◆ TASK
Can the data below be echoed back word for word?
START GIVEN DATA
// crates/nostrust-cli/src/config.rs
//
// Configuration for the nostrust binary.
// Loaded from a TOML file or populated with the reference defaults.

use serde::Deserialize;
use std::fs;
use std::path::PathBuf;
use std::time::Duration;

use nostrust_core::EngineConfig;

/// Where the config file is looked for when `--config` is not given.
pub const DEFAULT_CONFIG_PATH: &str = "~/.nostrust/config.toml";

/// Runtime configuration for one invocation.
#[derive(Debug, Clone, Deserialize)]
pub struct CliConfig {
    /// Relay websocket URL.
    #[serde(default = "default_relay_url")]
    pub relay_url: String,

    /// Seed used when `--npub` is not given.
    #[serde(default = "default_npub")]
    pub default_npub: String,

    /// Keys reported separately in benchmark mode.
    #[serde(default = "default_benchmark_npubs")]
    pub benchmark_npubs: Vec<String>,

    /// Bound on one social graph lookup, in seconds.
    #[serde(default = "default_fetch_timeout_secs")]
    pub fetch_timeout_secs: u64,

    /// Bound on one profile lookup, in seconds.
    #[serde(default = "default_name_timeout_secs")]
    pub name_timeout_secs: u64,

    /// Log level: "trace", "debug", "info", "warn", "error".
    #[serde(default = "default_log_level")]
    pub log_level: String,

    /// Scoring parameters.
    #[serde(default)]
    pub engine: EngineConfig,
}

fn default_relay_url() -> String {
    "ws://127.0.0.1:7777".to_string()
}

fn default_npub() -> String {
    "npub1zc4r69x9nxg7h0qcs705k6c5yt7xaydtjrlsthk99vmgg2t2xgssd7mdde".to_string()
}

fn default_benchmark_npubs() -> Vec<String> {
    [
        "npub1sn0wdenkukak0d9dfczzeacvhkrgz92ak56egt7vdgzn8pv2wfqqhrjdv9",
        "npub1xtscya34g58tk0z605fvr788k263gsu6cy9x0mhnm87echrgufzsevkk5s",
        "npub1wmr34t36fy03m8hvgl96zl3znndyzyaqhwmwdtshwmtkg03fetaqhjg240",
        "npub1tjkc9jycaenqzdc3j3wkslmaj4ylv3dqzxzx0khz7h38f3vc6mls4ys9w3",
        "npub14tq8m9ggnnn2muytj9tdg0q6f26ef3snpd7ukyhvrxgq33vpnghs8shy62",
        "npub1psjwxg6j9re7u5mf6j52gm4f9u50r2pexm0xrtrtgqpagq6y6s3qhfa504",
        "npub1zfwrn5gnl9gml2lnr8kmarqdsd9yle7l5rvv84prz0ghjq8nerrs73sl0t",
        "npub1y0gvydcezdjkg6r3gnudhx8ttjzgvsn5sw0um7ucrdrphapwzn5qy68zn4",
        "npub14rj7arqrd5dwu927p4wm4m85lwma8c8ccupxxrkzy6hpj6glcw9qmse63g",
        "npub16g0r66400k8j3d5c7v9ucjr6vd4xg3nhzknrxvnvh72gg2w39kksfmqpk7",
        "npub14ah9dgcedd4xza3dzpvg3urjq8qy2jr6xecz3w4y006kqjcygplq9xgrvk",
        "npub19qharf5037zxxp8dgws7ukcxqjvxt9vq3rf3gqye94ga85jmu2dsvyy3ww",
        "npub1guux40z0lnx7zmwcts7qshnf2emx4rsd2e5sncj23h75s7meg7xsj9vsy9",
        "npub1wgdxae2recdf3h4ss9w9cdn7dse4hvfckjh2pw3kwxwd5x5e8kdqqaxhkm",
        "npub14jmwlyhcl7ac93p96y67rw8vrz96p46d7f6venpscyfsczahqx2s6xxwm3",
        "npub1sckm8y5d4a6p73zjhu7thhsjmzfetyuvdx2ch0lr3h8wwnx4z97qujqktv",
        "npub1tkd09vxhv687dgevp50usmkrlkdquc8nceq6qusumf93ggfytqaqxzujpk",
        "npub1e537pwwunau3wxzh8ed6k6wevly53afq6km3g723kcesgkd4fdds2ahq3m",
        "npub1049yaplj3c8rtqw542frf9xlkka59z4a4ssdk72kpc4aajznhw5q8ra7md",
        "npub15d9enu3v0yxyud4jk0pvxk3kmvrzymjpc6f0eq4ck44vr32qck7smrxq6k",
    ]
    .into_iter()
    .map(str::to_string)
    .collect()
}

fn default_fetch_timeout_secs() -> u64 {
    30
}

fn default_name_timeout_secs() -> u64 {
    15
}

fn default_log_level() -> String {
    "info".to_string()
}

impl Default for CliConfig {
    fn default() -> Self {
        Self {
            relay_url: default_relay_url(),
            default_npub: default_npub(),
            benchmark_npubs: default_benchmark_npubs(),
            fetch_timeout_secs: default_fetch_timeout_secs(),
            name_timeout_secs: default_name_timeout_secs(),
            log_level: default_log_level(),
            engine: EngineConfig::default(),
        }
    }
}

impl CliConfig {
    /// Load configuration from a TOML file at the given path.
    ///
    /// Returns an error if the file cannot be read or parsed.
    pub fn load(path: &str) -> Result<Self, Box<dyn std::error::Error>> {
        let contents = fs::read_to_string(expand_home(path))?;
        let config: CliConfig = toml::from_str(&contents)?;
        Ok(config)
    }

    pub fn fetch_timeout(&self) -> Duration {
        Duration::from_secs(self.fetch_timeout_secs)
    }

    pub fn name_timeout(&self) -> Duration {
        Duration::from_secs(self.name_timeout_secs)
    }
}

/// Resolve a leading `~/` against the home directory.
pub fn expand_home(path: &str) -> PathBuf {
    match (path.strip_prefix("~/"), dirs::home_dir()) {
        (Some(rest), Some(home)) => home.join(rest),
        _ => PathBuf::from(path),
    }
}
END GIVEN DATA
◆ WORKED SOLUTION
// crates/nostrust-cli/src/config.rs
//
// Configuration for the nostrust binary.
// Loaded from a TOML file or populated with the reference defaults.

use serde::Deserialize;
use std::fs;
use std::path::PathBuf;
use std::time::Duration;

use nostrust_core::EngineConfig;

/// Where the config file is looked for when `--config` is not given.
pub const DEFAULT_CONFIG_PATH: &str = "~/.nostrust/config.toml";

/// Runtime configuration for one invocation.
#[derive(Debug, Clone, Deserialize)]
pub struct CliConfig {
    /// Relay websocket URL.
    #[serde(default = "default_relay_url")]
    pub relay_url: String,

    /// Seed used when `--npub` is not given.
    #[serde(default = "default_npub")]
    pub default_npub: String,

    /// Keys reported separately in benchmark mode.
    #[serde(default = "default_benchmark_npubs")]
    pub benchmark_npubs: Vec<String>,

    /// Bound on one social graph lookup, in seconds.
    #[serde(default = "default_fetch_timeout_secs")]
    pub fetch_timeout_secs: u64,

    /// Bound on one profile lookup, in seconds.
    #[serde(default = "default_name_timeout_secs")]
    pub name_timeout_secs: u64,

    /// Log level: "trace", "debug", "info", "warn", "error".
    #[serde(default = "default_log_level")]
    pub log_level: String,

    /// Scoring parameters.
    #[serde(default)]
    pub engine: EngineConfig,
}

fn default_relay_url() -> String {
    "ws://127.0.0.1:7777".to_string()
}

fn default_npub() -> String {
    "npub1zc4r69x9nxg7h0qcs705k6c5yt7xaydtjrlsthk99vmgg2t2xgssd7mdde".to_string()
}

fn default_benchmark_npubs() -> Vec<String> {
    [
        "npub1sn0wdenkukak0d9dfczzeacvhkrgz92ak56egt7vdgzn8pv2wfqqhrjdv9",
        "npub1xtscya34g58tk0z605fvr788k263gsu6cy9x0mhnm87echrgufzsevkk5s",
        "npub1wmr34t36fy03m8hvgl96zl3znndyzyaqhwmwdtshwmtkg03fetaqhjg240",
        "npub1tjkc9jycaenqzdc3j3wkslmaj4ylv3dqzxzx0khz7h38f3vc6mls4ys9w3",
        "npub14tq8m9ggnnn2muytj9tdg0q6f26ef3snpd7ukyhvrxgq33vpnghs8shy62",
        "npub1psjwxg6j9re7u5mf6j52gm4f9u50r2pexm0xrtrtgqpagq6y6s3qhfa504",
        "npub1zfwrn5gnl9gml2lnr8kmarqdsd9yle7l5rvv84prz0ghjq8nerrs73sl0t",
        "npub1y0gvydcezdjkg6r3gnudhx8ttjzgvsn5sw0um7ucrdrphapwzn5qy68zn4",
        "npub14rj7arqrd5dwu927p4wm4m85lwma8c8ccupxxrkzy6hpj6glcw9qmse63g",
        "npub16g0r66400k8j3d5c7v9ucjr6vd4xg3nhzknrxvnvh72gg2w39kksfmqpk7",
        "npub14ah9dgcedd4xza3dzpvg3urjq8qy2jr6xecz3w4y006kqjcygplq9xgrvk",
        "npub19qharf5037zxxp8dgws7ukcxqjvxt9vq3rf3gqye94ga85jmu2dsvyy3ww",
        "npub1guux40z0lnx7zmwcts7qshnf2emx4rsd2e5sncj23h75s7meg7xsj9vsy9",
        "npub1wgdxae2recdf3h4ss9w9cdn7dse4hvfckjh2pw3kwxwd5x5e8kdqqaxhkm",
        "npub14jmwlyhcl7ac93p96y67rw8vrz96p46d7f6venpscyfsczahqx2s6xxwm3",
        "npub1sckm8y5d4a6p73zjhu7thhsjmzfetyuvdx2ch0lr3h8wwnx4z97qujqktv",
        "npub1tkd09vxhv687dgevp50usmkrlkdquc8nceq6qusumf93ggfytqaqxzujpk",
        "npub1e537pwwunau3wxzh8ed6k6wevly53afq6km3g723kcesgkd4fdds2ahq3m",
        "npub1049yaplj3c8rtqw542frf9xlkka59z4a4ssdk72kpc4aajznhw5q8ra7md",
        "npub15d9enu3v0yxyud4jk0pvxk3kmvrzymjpc6f0eq4ck44vr32qck7smrxq6k",
    ]
    .into_iter()
    .map(str::to_string)
    .collect()
}

fn default_fetch_timeout_secs() -> u64 {
    30
}

fn default_name_timeout_secs() -> u64 {
    15
}

fn default_log_level() -> String {
    "info".to_string()
}

impl Default for CliConfig {
    fn default() -> Self {
        Self {
            relay_url: default_relay_url(),
            default_npub: default_npub(),
            benchmark_npubs: default_benchmark_npubs(),
            fetch_timeout_secs: default_fetch_timeout_secs(),
            name_timeout_secs: default_name_timeout_secs(),
            log_level: default_log_level(),
            engine: EngineConfig::default(),
        }
    }
}

impl CliConfig {
    /// Load configuration from a TOML file at the given path.
    ///
    /// Returns an error if the file cannot be read or parsed.
    pub fn load(path: &str) -> Result<Self, Box<dyn std::error::Error>> {
        let contents = fs::read_to_string(expand_home(path))?;
        let config: CliConfig = toml::from_str(&contents)?;
        Ok(config)
    }

    pub fn fetch_timeout(&self) -> Duration {
        Duration::from_secs(self.fetch_timeout_secs)
    }

    pub fn name_timeout(&self) -> Duration {
        Duration::from_secs(self.name_timeout_secs)
    }
}

/// Resolve a leading `~/` against the home directory.
pub fn expand_home(path: &str) -> PathBuf {
    match (path.strip_prefix("~/"), dirs::home_dir()) {
        (Some(rest), Some(home)) => home.join(rest),
        _ => PathBuf::from(path),
    }
}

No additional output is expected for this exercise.